§ **PROVIDED ENTRIES**
//! Knowledge Model Tests
//!
//! Normalization of the payload shapes clients send, and how normalized
//! entries combine inside a knowledge base.

use crate::knowledge::{normalize_knowledge_base, KnowledgeBase, KnowledgeEntry, SENTINEL_TITLE};
use serde_json::{json, Value};

fn as_pairs(entries: &[KnowledgeEntry]) -> Vec<(String, Vec<String>)> {
    entries
        .iter()
        .map(|e| (e.title().to_string(), e.values().to_vec()))
        .collect()
}

#[cfg(test)]
mod normalization_tests {
    use super::*;

    #[test]
    fn test_pricing_string_becomes_one_entry() {
        let entries = normalize_knowledge_base(&json!("Pricing: Basic,Pro,Enterprise"));
        assert_eq!(
            as_pairs(&entries),
            vec![(
                "Pricing".to_string(),
                vec!["Basic".to_string(), "Pro".to_string(), "Enterprise".to_string()]
            )]
        );
    }

    #[test]
    fn test_plain_strings_get_sentinel_title() {
        let entries = normalize_knowledge_base(&json!(["Fast shipping", "24/7 support"]));

        assert_eq!(entries.len(), 2);
        for (entry, value) in entries.iter().zip(["Fast shipping", "24/7 support"]) {
            assert_eq!(entry.title(), SENTINEL_TITLE);
            assert_eq!(entry.values(), [value]);
        }
    }

    #[test]
    fn test_semicolon_chunks() {
        let entries = normalize_knowledge_base(&json!("Services: SEO, Ads; Hours: 9-5;; Free wifi"));
        assert_eq!(
            entries.iter().map(|e| e.title()).collect::<Vec<_>>(),
            ["Services", "Hours", SENTINEL_TITLE]
        );
        assert_eq!(entries[0].values(), ["SEO", "Ads"]);
    }

    #[test]
    fn test_single_record_and_values_alias() {
        let entries = normalize_knowledge_base(&json!({"title": "Team", "values": ["Ana", "Bo"]}));
        assert_eq!(entries.len(), 1);
        assert_eq!(entries[0].values(), ["Ana", "Bo"]);
    }

    #[test]
    fn test_nested_arrays_and_scalars() {
        let entries = normalize_knowledge_base(&json!([["Red", "Blue"], 42, true, null]));
        assert_eq!(entries.len(), 3);
        assert_eq!(entries[0].values(), ["Red", "Blue"]);
        assert_eq!(entries[1].values(), ["42"]);
        assert_eq!(entries[2].values(), ["true"]);
    }

    #[test]
    fn test_malformed_shapes_degrade_to_nothing() {
        let malformed = [
            json!(17),
            json!(false),
            json!({"name": "no title or value"}),
            json!([{"title": "Empty", "value": []}, {"title": "Blank", "value": " , ,"}]),
            json!({"title": "Nested", "value": {"deep": true}}),
            json!(""),
            json!(";;;"),
        ];

        for raw in malformed {
            assert!(
                normalize_knowledge_base(&raw).is_empty(),
                "Expected no entries for {}",
                raw
            );
        }
    }

    #[test]
    fn test_no_entry_ever_has_empty_values() {
        let raw = json!([
            {"title": "A", "value": ["", "  ", "x"]},
            {"title": "B", "value": ""},
            "C:",
            ":orphan",
            [null, {}],
            "D: ,y"
        ]);

        let entries = normalize_knowledge_base(&raw);
        assert!(!entries.is_empty());
        assert!(entries.iter().all(|e| !e.values().is_empty()));
    }

    #[test]
    fn test_normalization_is_idempotent() {
        let inputs = [
            json!("Pricing: Basic,Pro,Enterprise"),
            json!(["Fast shipping", "24/7 support", "Hours: 9-5, 10-6"]),
            json!([{"title": "Services", "value": ["SEO", "SEO", " Ads "]}, ["x", 1]]),
            json!({"value": "only values"}),
        ];

        for raw in inputs {
            let once = normalize_knowledge_base(&raw);
            let canonical: Value = serde_json::to_value(&once).unwrap();
            let twice = normalize_knowledge_base(&canonical);
            assert_eq!(once, twice, "Re-normalizing changed {}", raw);
        }
    }
}

#[cfg(test)]
mod merge_tests {
    use super::*;

    #[test]
    fn test_sequential_writes_merge_sentinel_entries() {
        let mut kb = KnowledgeBase::new();
        kb.merge_raw(&json!(["Fast shipping", "24/7 support"]));

        assert_eq!(kb.len(), 1);
        assert_eq!(kb.entries()[0].title(), SENTINEL_TITLE);
        assert_eq!(kb.entries()[0].values(), ["Fast shipping", "24/7 support"]);
    }

    #[test]
    fn test_same_title_merges_into_ordered_union() {
        let mut kb = KnowledgeBase::from_raw(&json!([{"title": "Services", "value": ["SEO", "Ads"]}]));
        kb.merge_raw(&json!({"title": "services", "value": ["Ads", "Hosting", "SEO"]}));

        assert_eq!(kb.len(), 1);
        assert_eq!(kb.entries()[0].title(), "Services");
        assert_eq!(kb.entries()[0].values(), ["SEO", "Ads", "Hosting"]);
    }

    #[test]
    fn test_titles_keep_insertion_order() {
        let kb = KnowledgeBase::from_raw(&json!(["B: 1", "A: 2", "b: 3"]));
        assert_eq!(kb.titles(), ["B", "A"]);
        assert_eq!(kb.entry("b").unwrap().values(), ["1", "3"]);
    }

    #[test]
    fn test_stored_form_round_trips() {
        let kb = KnowledgeBase::from_raw(&json!("Services: SEO, Ads; Hours: 9-5"));
        let stored = serde_json::to_value(&kb).unwrap();
        assert_eq!(
            stored,
            json!([
                {"title": "Services", "value": ["SEO", "Ads"]},
                {"title": "Hours", "value": ["9-5"]}
            ])
        );

        let reloaded: KnowledgeBase = serde_json::from_value(stored).unwrap();
        assert_eq!(reloaded, kb);
    }
}
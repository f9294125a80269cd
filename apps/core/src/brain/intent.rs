//! Intent Classification for chat widget questions.
//!
//! Decides whether a visitor asks for an overview ("what services do you
//! offer?") or about one specific thing ("do you do SEO?"). Pure phrase
//! containment on the lower-cased question.

use serde::{Deserialize, Serialize};
use std::fmt;

/// Phrases marking a list/overview request.
const LIST_PHRASES: &[&str] = &[
    "what services",
    "what products",
    "list",
    "tell me about",
    "all services",
    "all products",
    "everything",
    "overview",
    "what do you provide",
    "what do you offer",
    "what do you have",
    "types of",
    "kinds of",
    "variety of",
];

/// Detected intent type
#[derive(Debug, Clone, Copy, PartialEq, Eq, Serialize, Deserialize)]
#[serde(rename_all = "snake_case")]
pub enum QueryIntent {
    /// Enumerate a whole category
    ListRequest,
    /// Ask about one fact
    Specific,
}

impl fmt::Display for QueryIntent {
    fn fmt(&self, f: &mut fmt::Formatter<'_>) -> fmt::Result {
        write!(f, "{}", self.label())
    }
}

impl QueryIntent {
    /// Returns a human-readable label for the intent
    pub fn label(&self) -> &'static str {
        match self {
            QueryIntent::ListRequest => "list_request",
            QueryIntent::Specific => "specific",
        }
    }
}

/// Result of intent classification
#[derive(Debug, Clone, PartialEq, Eq, Serialize)]
pub struct IntentResult {
    /// Detected intent
    pub intent: QueryIntent,
    /// First list phrase found in the question, if any
    pub matched_phrase: Option<&'static str>,
}

/// Phrase-based list-request classifier
#[derive(Debug, Clone, Copy, Default)]
pub struct IntentClassifier;

impl IntentClassifier {
    pub fn new() -> Self {
        Self
    }

    /// Classify the intent of a question
    pub fn classify(&self, question: &str) -> IntentResult {
        let lower = question.to_lowercase();
        let matched_phrase = LIST_PHRASES
            .iter()
            .copied()
            .find(|phrase| lower.contains(*phrase));

        IntentResult {
            intent: if matched_phrase.is_some() {
                QueryIntent::ListRequest
            } else {
                QueryIntent::Specific
            },
            matched_phrase,
        }
    }
}

/// Whether the question asks for an enumeration rather than one fact.
pub fn is_list_request(question: &str) -> bool {
    IntentClassifier::new().classify(question).intent == QueryIntent::ListRequest
}
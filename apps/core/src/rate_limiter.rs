use std::collections::HashMap;
use std::time::{Duration, Instant};

/// Sliding-window limiter keyed by website API key.
///
/// A limit of zero lets every request through. Keys without a request inside
/// the window are dropped by a sweep that runs at most once per window.
#[derive(Debug)]
pub struct RateLimiter {
    /// Request timestamps per key, oldest first.
    requests: HashMap<String, Vec<Instant>>,
    limit: usize,
    window: Duration,
    last_sweep: Instant,
}

impl RateLimiter {
    pub fn new(limit: usize, window: Duration) -> Self {
        RateLimiter {
            requests: HashMap::new(),
            limit,
            window,
            last_sweep: Instant::now(),
        }
    }

    /// Records a request for `key` and reports whether it fits the window.
    pub fn check(&mut self, key: &str) -> bool {
        if self.limit == 0 {
            return true;
        }

        let now = Instant::now();
        if now.duration_since(self.last_sweep) >= self.window {
            self.sweep(now);
        }

        let window = self.window;
        let recent = self.requests.entry(key.to_string()).or_default();
        recent.retain(|&at| now.duration_since(at) < window);

        if recent.len() < self.limit {
            recent.push(now);
            true
        } else {
            false
        }
    }

    fn sweep(&mut self, now: Instant) {
        let window = self.window;
        self.requests.retain(|_, recent| {
            recent.retain(|&at| now.duration_since(at) < window);
            !recent.is_empty()
        });
        self.last_sweep = now;
    }

    #[cfg(test)]
    fn tracked_keys(&self) -> usize {
        self.requests.len()
    }
}

#[cfg(test)]
mod tests {
    use super::*;
    use std::thread;

    #[test]
    fn test_blocks_after_limit() {
        let mut limiter = RateLimiter::new(3, Duration::from_secs(60));
        for _ in 0..3 {
            assert!(limiter.check("site-a"));
        }
        assert!(!limiter.check("site-a"));
        assert!(limiter.check("site-b"));
        assert_eq!(limiter.tracked_keys(), 2);
    }

    #[test]
    fn test_window_slides() {
        let mut limiter = RateLimiter::new(1, Duration::from_millis(40));
        assert!(limiter.check("site"));
        assert!(!limiter.check("site"));

        thread::sleep(Duration::from_millis(60));

        assert!(limiter.check("site"));
    }

    #[test]
    fn test_idle_keys_are_dropped() {
        let mut limiter = RateLimiter::new(5, Duration::from_millis(40));
        assert!(limiter.check("deleted-site"));
        assert!(limiter.check("other-site"));
        assert_eq!(limiter.tracked_keys(), 2);

        thread::sleep(Duration::from_millis(60));

        assert!(limiter.check("live-site"));
        assert_eq!(limiter.tracked_keys(), 1);
    }

    #[test]
    fn test_zero_limit_is_unlimited() {
        let mut limiter = RateLimiter::new(0, Duration::from_secs(1));
        for _ in 0..100 {
            assert!(limiter.check("site"));
        }
        assert_eq!(limiter.tracked_keys(), 0);
    }
}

§ **INSTRUCTIONS TO FOLLOW**
Your answer should be the exact lines above from the one with "pub matched_phrase: Option<&'static" through the one with "intent: if matched_phrase.is_some()", both included, and nothing besides.

§ **EXERCISE SOLUTION**
    pub matched_phrase: Option<&'static str>,
}

/// Phrase-based list-request classifier
#[derive(Debug, Clone, Copy, Default)]
pub struct IntentClassifier;

impl IntentClassifier {
    pub fn new() -> Self {
        Self
    }

    /// Classify the intent of a question
    pub fn classify(&self, question: &str) -> IntentResult {
        let lower = question.to_lowercase();
        let matched_phrase = LIST_PHRASES
            .iter()
            .copied()
            .find(|phrase| lower.contains(*phrase));

        IntentResult {
            intent: if matched_phrase.is_some() {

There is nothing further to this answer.